With respect to the negligence claim, the court pointed out Worden admitted his insurance was adequate when procured, but, was complaining that it became inadequate over the course of 44 years. Hague “did not,” however, “owe Plaintiff a duty of care to make unsolicited recommendations about Plaintiff’s policy limits,” which Worden himself admitted he reviewed and “continued to accept the coverage as written. This is not an instance in which Plaintiff ever requested 100% replacement coverage or even an increase in policy limits. Rather, Plaintiff here admits he just assumed the policy limits were adequate, never conducted any assessment of rebuilding costs as specifically recommended in the notices of policy renewal and never requested that Hague inspect the property.”

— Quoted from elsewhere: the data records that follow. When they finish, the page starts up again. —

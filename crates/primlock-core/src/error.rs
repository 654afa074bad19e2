use primlock_heap::RuntimeError;
use thiserror::Error;

/// Structural failures that abort a lockdown pass outright.
///
/// These are distinct from the per-property defects accumulated in the
/// report: a report describes a finished pass, an error means the pass could
/// not finish coherently.
#[derive(Debug, Error)]
pub enum LockdownError {
    #[error("primordial reachable through multiple paths: {path}")]
    MultiplePaths { path: String },
    #[error("delegation cycle detected at {path}")]
    DelegationCycle { path: String },
    #[error("permit tree root must be a subtree node")]
    RootNotSubtree,
    #[error("permits may not rebind the reserved root name {name:?}")]
    PermitCollision { name: String },
    #[error("defense failed at {path}: {source}")]
    DefenseFailed { path: String, source: RuntimeError },
    #[error("extensions provider failed: {0}")]
    Extensions(#[source] anyhow::Error),
    #[error(transparent)]
    Heap(#[from] RuntimeError),
}

/// Failures surfaced by the confined evaluator.
#[derive(Debug, Error)]
pub enum EvalError {
    /// The environment never reached, or has not yet reached, the locked
    /// state. Evaluation refuses to run against an untamed graph.
    #[error("evaluation is disabled: environment is not locked")]
    NotLocked,
    /// The source text failed verification or compilation.
    #[error("source rejected: {0}")]
    Source(RuntimeError),
    /// Deep-freezing an endowment or import record failed partway.
    #[error("defense failed at {path}: {source}")]
    Defense { path: String, source: RuntimeError },
    /// The confined program itself faulted.
    #[error(transparent)]
    Runtime(#[from] RuntimeError),
}

impl EvalError {
    /// Collapses into the single-error world confined code lives in.
    pub fn into_runtime(self) -> RuntimeError {
        match self {
            EvalError::NotLocked => RuntimeError::type_error("evaluation is disabled: environment is not locked"),
            EvalError::Source(err) | EvalError::Runtime(err) => err,
            EvalError::Defense { path, source } => {
                RuntimeError::type_error(format!("cannot defend {path}: {source}"))
            }
        }
    }
}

The court also ruled the length of Worden’s insurance relationship with the Hagues was “insufficient to establish a heightened duty” and that Worden had failed to raise any issue of material fact that Hague had “held himself out as an expert on the cost of rebuilding the home.” Nor, said the court, was there any heightened duty “to respond to his special inquires,” a claim Worden “[did] not allege” in his second amended complaint and which he claimed was supported because a “few times before 2016 he told Hague that the description of the home was erroneous in identifying the construction material.” Even assuming Worden had asked Hague’s father to correct several errors in the description of the home—such as that the siding material was masonry (when, in fact, it was wood), that there were two (rather than three) stories, and that there was a concrete slab (rather than a concrete foundation)—and further assuming this “was ‘a request or inquiry by the insured for a particular type or extent of coverage,’ it fail[ed] to support a heightened duty of care.”

As for the negligent misrepresentation cause of action, the court ruled Worden’s allegation that Hague “negligently misrepresented to him that he would obtain adequate insurance coverage” was “too vague to constitute actionable negligence.” Furthermore, there was “no evidence of any misrepresentation,” rather, it appeared Hague gave an “accurate representation of how the policy limits were automatically increased each year to account for inflation.”

DISCUSSION

Negligence

Worden’s Recasting of His Claim

As we have recited, in his second amended complaint—the operative pleading—Worden alleged defendants failed “to obtain adequate insurance coverage” (italics added, capitalization omitted) and failed to “conduct an annual review . . . to adequately insure” the property. (Italics added.) As defendants point out, these allegations trigger a line of cases resolved under the general rule that insurers and their agents do not have a duty to ensure that a policy will cover the full amount of any insured loss. (E.g., Fitzpatrick v. Hayes (1997) 57 Cal.App.4th 916, 921–923 (Fitzpatrick) [canvassing this authority in detail].)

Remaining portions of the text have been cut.